| Records provided |
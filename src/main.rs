// LogScope - main.rs
//
// Application entry point. Handles:
// 1. CLI argument parsing
// 2. config.toml loading and logging initialisation (debug mode support)
// 3. Wiring the coordinator to the Elasticsearch connector and config store
// 4. Running one subcommand on the tokio runtime
//
// Exit codes: 0 success, 2 nothing found, 1 any other error.

use clap::{Args, Parser, Subcommand};
use logscope::app::artifacts::ArtifactStore;
use logscope::app::coordinator::{ExportCoordinator, ExportRequest, SearchScope, SuggestRequest};
use logscope::app::store::{ConfigStore, MemoryConfigStore};
use logscope::core::model::Filters;
use logscope::platform::config::{self, AppConfig, PlatformPaths};
use logscope::platform::es::EsConnector;
use logscope::util::{self, error::LogScopeError};
use std::collections::BTreeMap;
use std::path::PathBuf;
use std::sync::Arc;

/// LogScope - export log lines from Elasticsearch into local text files.
#[derive(Parser, Debug)]
#[command(name = "logscope", version, about)]
struct Cli {
    /// Path to config.toml (default: platform config directory).
    #[arg(short = 'c', long = "config", global = true)]
    config: Option<PathBuf>,

    /// Enable debug logging (equivalent to RUST_LOG=debug).
    #[arg(short = 'd', long = "debug", global = true)]
    debug: bool,

    #[command(subcommand)]
    command: Command,
}

#[derive(Subcommand, Debug)]
enum Command {
    /// Export matching log lines into a new artifact.
    Export {
        #[command(flatten)]
        scope: ScopeArgs,

        /// Maximum number of lines (1-200000; default from config).
        #[arg(short = 'n', long)]
        size: Option<usize>,

        /// Print a preview of the artifact after exporting.
        #[arg(long)]
        preview: bool,

        /// Delete the artifact after the configured cleanup delay, waiting
        /// for it before exiting.
        #[arg(long)]
        expire: bool,
    },

    /// Suggest values for a field under the given query and filters.
    Suggest {
        #[command(flatten)]
        scope: ScopeArgs,

        /// Field to suggest values for.
        #[arg(long)]
        field: String,

        /// Maximum number of values (1-1000).
        #[arg(short = 'n', long, default_value_t = util::constants::DEFAULT_SUGGEST_SIZE)]
        size: usize,
    },

    /// Print the beginning of an existing artifact.
    Preview {
        /// Artifact file name, e.g. log_<id>.txt
        name: String,

        /// Maximum bytes to print (default from config).
        #[arg(long)]
        max_bytes: Option<usize>,
    },

    /// List stored filter presets, newest first.
    Presets,
}

#[derive(Args, Debug)]
struct ScopeArgs {
    /// Index or index pattern.
    #[arg(short = 'i', long)]
    index: String,

    /// Free-text query in query-string syntax.
    #[arg(short = 'q', long, default_value = util::constants::DEFAULT_QUERY)]
    query: String,

    /// Start of the time range (naive times are UTC+8).
    #[arg(long)]
    start: Option<String>,

    /// End of the time range (naive times are UTC+8).
    #[arg(long)]
    end: Option<String>,

    /// Field filter as key=value; repeat a key to allow several values.
    #[arg(short = 'f', long = "filter", value_parser = parse_filter)]
    filters: Vec<(String, String)>,

    /// Stored connection id.
    #[arg(long = "connection")]
    connection_id: Option<i64>,

    /// Stored filter preset id.
    #[arg(long = "preset")]
    preset_id: Option<i64>,

    /// Backend host, used when no connection id is given.
    #[arg(long)]
    host: Option<String>,

    /// Backend API key, used when no connection id is given.
    #[arg(long, env = "LOGSCOPE_API_KEY", hide_env_values = true)]
    api_key: Option<String>,
}

fn parse_filter(raw: &str) -> Result<(String, String), String> {
    match raw.split_once('=') {
        Some((key, value)) if !key.trim().is_empty() => {
            Ok((key.trim().to_string(), value.to_string()))
        }
        _ => Err(format!("expected key=value, got '{raw}'")),
    }
}

impl ScopeArgs {
    fn into_scope(self) -> SearchScope {
        let mut grouped: BTreeMap<String, Vec<String>> = BTreeMap::new();
        for (key, value) in self.filters {
            grouped.entry(key).or_default().push(value);
        }
        let mut filters = Filters::new();
        for (key, values) in grouped {
            filters.insert_values(key, values);
        }

        SearchScope {
            index: self.index,
            query: self.query,
            start_time: self.start,
            end_time: self.end,
            filters,
            connection_id: self.connection_id,
            preset_id: self.preset_id,
            host: self.host,
            api_key: self.api_key,
        }
    }
}

#[tokio::main]
async fn main() {
    let cli = Cli::parse();

    let platform_paths = PlatformPaths::resolve();
    let (app_config, warnings) = match config::load_config(cli.config.as_deref(), &platform_paths) {
        Ok(loaded) => loaded,
        Err(e) => {
            eprintln!("Error: {e}");
            std::process::exit(1);
        }
    };

    util::logging::init(
        cli.debug,
        app_config.log_level.as_deref(),
        app_config.log_file.as_deref(),
    );
    for warning in &warnings {
        tracing::warn!("{}", warning);
    }

    tracing::info!(
        version = util::constants::APP_VERSION,
        debug = cli.debug,
        "LogScope starting"
    );

    let code = match run(cli.command, &app_config, &platform_paths).await {
        Ok(()) => 0,
        Err(e) => {
            tracing::error!(error = %e, "Command failed");
            eprintln!("Error: {e}");
            match e {
                LogScopeError::NotFound(_) => 2,
                _ => 1,
            }
        }
    };
    std::process::exit(code);
}

async fn run(
    command: Command,
    app_config: &AppConfig,
    paths: &PlatformPaths,
) -> Result<(), LogScopeError> {
    let store = Arc::new(MemoryConfigStore::new(
        app_config.connections.clone(),
        app_config.presets.clone(),
    ));
    let artifacts = ArtifactStore::new(
        app_config
            .artifacts_dir
            .clone()
            .unwrap_or_else(|| paths.artifacts_dir()),
    );
    let coordinator = ExportCoordinator::new(
        Arc::new(EsConnector),
        store.clone(),
        artifacts.clone(),
        app_config.default_host.clone(),
    );

    match command {
        Command::Export {
            scope,
            size,
            preview,
            expire,
        } => {
            let request = ExportRequest {
                scope: scope.into_scope(),
                size: size.unwrap_or(app_config.default_export_size),
            };
            let outcome = coordinator.export(&request).await?;
            print_json(&outcome);

            if preview {
                let text = artifacts
                    .preview(&outcome.artifact.name, app_config.preview_max_bytes)
                    .await?;
                print!("{text}");
            }
            if expire {
                let handle =
                    artifacts.schedule_removal(&outcome.artifact.name, app_config.cleanup_delay)?;
                if let Err(e) = handle.await {
                    tracing::warn!(error = %e, "Artifact removal task did not complete");
                }
            }
        }
        Command::Suggest { scope, field, size } => {
            let request = SuggestRequest {
                scope: scope.into_scope(),
                field,
                size,
            };
            let suggestion = coordinator.suggest(&request).await?;
            print_json(&suggestion);
        }
        Command::Preview { name, max_bytes } => {
            let text = artifacts
                .preview(&name, max_bytes.unwrap_or(app_config.preview_max_bytes))
                .await?;
            print!("{text}");
        }
        Command::Presets => {
            for preset in store.presets() {
                print_json(&preset);
            }
        }
    }
    Ok(())
}

fn print_json<T: serde::Serialize>(value: &T) {
    match serde_json::to_string(value) {
        Ok(line) => println!("{line}"),
        Err(e) => tracing::error!(error = %e, "Failed to serialise output"),
    }
}
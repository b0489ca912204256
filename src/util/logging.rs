// LogScope - util/logging.rs
//
// Structured logging with runtime-selectable debug mode.
//
// Activation:
//   - Environment variable: RUST_LOG=debug (or trace)
//   - CLI flag: --debug (sets the filter to debug)
//   - Config file: [logging] level = "debug"
//
// Output: stderr by default, or the file named by [logging] file.
// Never logs api keys or full scroll ids at any level.

use std::fs::OpenOptions;
use std::sync::Mutex;
use tracing_subscriber::EnvFilter;

/// Initialise the logging subsystem.
///
/// Priority: RUST_LOG env var > CLI --debug flag > config level > default "info".
/// If `log_file` cannot be opened, logging falls back to stderr and the
/// failure is reported as the first warning.
pub fn init(debug_flag: bool, config_level: Option<&str>, log_file: Option<&str>) {
    let filter = if std::env::var("RUST_LOG").is_ok() {
        EnvFilter::from_default_env()
    } else if debug_flag {
        EnvFilter::new("debug")
    } else if let Some(level) = config_level {
        EnvFilter::new(level)
    } else {
        EnvFilter::new(super::constants::DEFAULT_LOG_LEVEL)
    };

    let mut file_error = None;
    let file = log_file.and_then(|path| {
        match OpenOptions::new().create(true).append(true).open(path) {
            Ok(f) => Some(f),
            Err(e) => {
                file_error = Some((path.to_string(), e));
                None
            }
        }
    });

    let builder = tracing_subscriber::fmt()
        .with_env_filter(filter)
        .with_target(true)
        .with_thread_ids(true)
        .with_file(true)
        .with_line_number(true)
        .compact();

    match file {
        Some(f) => builder.with_ansi(false).with_writer(Mutex::new(f)).init(),
        None => builder.with_writer(std::io::stderr).init(),
    }

    if let Some((path, e)) = file_error {
        tracing::warn!(path = %path, error = %e, "Cannot open log file; logging to stderr");
    }

    tracing::debug!(
        app = super::constants::APP_NAME,
        version = super::constants::APP_VERSION,
        "Logging initialised"
    );
}
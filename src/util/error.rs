// LogScope - util/error.rs
//
// Typed error hierarchy with context-preserving error chains.
// Each category is its own enum; `LogScopeError` is the top-level union
// reported to callers. Callers distinguish "bad request" (Validation) from
// "no data" (NotFound) from "backend trouble" (Transport) from "local disk
// trouble" (Resource).

use std::io;
use std::path::PathBuf;
use thiserror::Error;

/// Top-level error type for all LogScope operations.
#[derive(Debug, Error)]
pub enum LogScopeError {
    /// The request was malformed or referenced something that does not exist.
    #[error("Validation error: {0}")]
    Validation(#[from] ValidationError),

    /// The request was valid but produced no data.
    #[error("Not found: {0}")]
    NotFound(#[from] NotFoundError),

    /// The search backend could not be reached or rejected a call.
    #[error("Transport error: {0}")]
    Transport(#[from] TransportError),

    /// A local artifact could not be created, written, or read.
    #[error("Resource error: {0}")]
    Resource(#[from] ResourceError),

    /// An explicitly requested configuration file could not be loaded.
    #[error("Configuration error: {0}")]
    Config(#[from] ConfigError),
}

impl From<TimeParseError> for LogScopeError {
    fn from(e: TimeParseError) -> Self {
        Self::Validation(ValidationError::Time(e))
    }
}

// ---------------------------------------------------------------------------
// Validation errors
// ---------------------------------------------------------------------------

/// A time string did not match any recognised ISO-8601 variant.
#[derive(Debug, Clone, PartialEq, Eq, Error)]
#[error("'{input}' is not a recognised ISO-8601 timestamp")]
pub struct TimeParseError {
    /// The offending input, verbatim.
    pub input: String,
}

/// Errors caused by the request itself. Never retried.
#[derive(Debug, Error)]
pub enum ValidationError {
    /// A start or end time could not be parsed.
    #[error("{0}")]
    Time(#[from] TimeParseError),

    /// A numeric request field is outside its accepted range.
    #[error("'{field}' = {value} is out of range ({min}-{max})")]
    OutOfRange {
        field: &'static str,
        value: usize,
        min: usize,
        max: usize,
    },

    /// A required request field is missing or blank.
    #[error("'{field}' is required")]
    MissingField { field: &'static str },

    /// The request referenced a stored connection that does not exist.
    #[error("unknown connection id {id}")]
    UnknownConnection { id: i64 },

    /// The request referenced a stored filter preset that does not exist.
    #[error("unknown filter preset id {id}")]
    UnknownPreset { id: i64 },

    /// An artifact name contained path components or unexpected characters.
    #[error("invalid artifact name '{name}'")]
    InvalidArtifactName { name: String },
}

// ---------------------------------------------------------------------------
// Not-found errors
// ---------------------------------------------------------------------------

/// "No data" outcomes, distinct from bad requests.
#[derive(Debug, Error)]
pub enum NotFoundError {
    /// The export query matched no documents.
    #[error("no log lines matched in index '{index}'")]
    NoMatches { index: String },

    /// The artifact was never created or has already been cleaned up.
    #[error("artifact '{name}' does not exist")]
    Artifact { name: String },
}

// ---------------------------------------------------------------------------
// Transport errors
// ---------------------------------------------------------------------------

/// Failures talking to the search backend. Propagated as-is; no retry.
#[derive(Debug, Error)]
pub enum TransportError {
    /// The HTTP client could not be built for the given connection.
    #[error("cannot build backend client for '{host}': {source}")]
    Client {
        host: String,
        #[source]
        source: reqwest::Error,
    },

    /// The request could not be sent or the response could not be read.
    #[error("{operation} failed: {source}")]
    Http {
        operation: &'static str,
        #[source]
        source: reqwest::Error,
    },

    /// The backend answered with a non-success status.
    #[error("{operation} rejected with status {status}: {body}")]
    Status {
        operation: &'static str,
        status: u16,
        body: String,
    },

    /// The backend answered with a body that does not have the expected shape.
    #[error("{operation} returned an unexpected response: {reason}")]
    Malformed {
        operation: &'static str,
        reason: String,
    },
}

// ---------------------------------------------------------------------------
// Export errors
// ---------------------------------------------------------------------------

/// Errors raised inside the scroll exporter. The exporter only knows about a
/// generic sink, so the coordinator attaches the artifact path.
#[derive(Debug, Error)]
pub enum ExportError {
    /// Opening or advancing the scroll cursor failed.
    #[error(transparent)]
    Transport(#[from] TransportError),

    /// Writing to the output sink failed.
    #[error("failed writing export output: {0}")]
    Sink(#[source] io::Error),
}

// ---------------------------------------------------------------------------
// Resource errors
// ---------------------------------------------------------------------------

/// Local artifact I/O failures. Fatal for the in-flight request; partially
/// written output is left on disk.
#[derive(Debug, Error)]
pub enum ResourceError {
    /// I/O error with path context.
    #[error("I/O error during {operation} on '{}': {source}", .path.display())]
    Io {
        path: PathBuf,
        operation: &'static str,
        #[source]
        source: io::Error,
    },
}

// ---------------------------------------------------------------------------
// Config errors
// ---------------------------------------------------------------------------

/// Errors related to configuration loading.
#[derive(Debug, Error)]
pub enum ConfigError {
    /// TOML parsing failed.
    #[error("Config parse error '{}': {source}", .path.display())]
    TomlParse {
        path: PathBuf,
        #[source]
        source: toml::de::Error,
    },

    /// I/O error reading config file.
    #[error("Config I/O error '{}': {source}", .path.display())]
    Io {
        path: PathBuf,
        #[source]
        source: io::Error,
    },
}

/// Convenience type alias for LogScope results.
pub type Result<T> = std::result::Result<T, LogScopeError>;
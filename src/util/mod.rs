// LogScope - util/mod.rs
//
// Utility modules: error types, named constants, logging setup.
// No dependencies on core, app, or platform layers.

pub mod constants;
pub mod error;
pub mod logging;
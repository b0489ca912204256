// LogScope - app/store.rs
//
// Read-only lookup of stored backend connections and filter presets.
// The coordinator only sees the `ConfigStore` trait; the process wires in
// `MemoryConfigStore` built from the validated config.toml.

use crate::core::model::{ConnectionConfig, Preset};
use std::collections::BTreeMap;

/// Key-value lookup of stored configuration by id.
pub trait ConfigStore: Send + Sync {
    fn connection(&self, id: i64) -> Option<ConnectionConfig>;

    fn preset(&self, id: i64) -> Option<Preset>;

    /// All presets, newest (highest id) first.
    fn presets(&self) -> Vec<Preset>;
}

/// In-memory store loaded once at startup.
#[derive(Debug, Default, Clone)]
pub struct MemoryConfigStore {
    connections: BTreeMap<i64, ConnectionConfig>,
    presets: BTreeMap<i64, Preset>,
}

impl MemoryConfigStore {
    /// Build the store. Later entries with a duplicate id replace earlier ones.
    ///
    /// Preset values are trimmed, blank ones dropped, and the rest
    /// deduplicated and sorted. Blank labels are replaced by the key.
    pub fn new(connections: Vec<ConnectionConfig>, presets: Vec<Preset>) -> Self {
        let mut store = Self::default();

        for conn in connections {
            if store.connections.insert(conn.id, conn.clone()).is_some() {
                tracing::warn!(id = conn.id, "Duplicate connection id; keeping the later entry");
            }
        }

        for preset in presets {
            let preset = normalize_preset(preset);
            let id = preset.id;
            if store.presets.insert(id, preset).is_some() {
                tracing::warn!(id, "Duplicate preset id; keeping the later entry");
            }
        }

        tracing::debug!(
            connections = store.connections.len(),
            presets = store.presets.len(),
            "Config store loaded"
        );
        store
    }
}

fn normalize_preset(mut preset: Preset) -> Preset {
    preset.key = preset.key.trim().to_string();
    let mut values: Vec<String> = preset
        .values
        .iter()
        .map(|v| v.trim().to_string())
        .filter(|v| !v.is_empty())
        .collect();
    values.sort();
    values.dedup();
    preset.values = values;

    if preset.label.trim().is_empty() {
        preset.label = preset.key.clone();
    }
    preset
}

impl ConfigStore for MemoryConfigStore {
    fn connection(&self, id: i64) -> Option<ConnectionConfig> {
        self.connections.get(&id).cloned()
    }

    fn preset(&self, id: i64) -> Option<Preset> {
        self.presets.get(&id).cloned()
    }

    fn presets(&self) -> Vec<Preset> {
        self.presets.values().rev().cloned().collect()
    }
}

| Exercise objective |
Look over the material and return every line where the word "given" is found.

| Task output |
    /// Suggest values for a field under the given query and filters.
    /// Backend host, used when no connection id is given.
    /// Backend API key, used when no connection id is given.
    /// The HTTP client could not be built for the given connection.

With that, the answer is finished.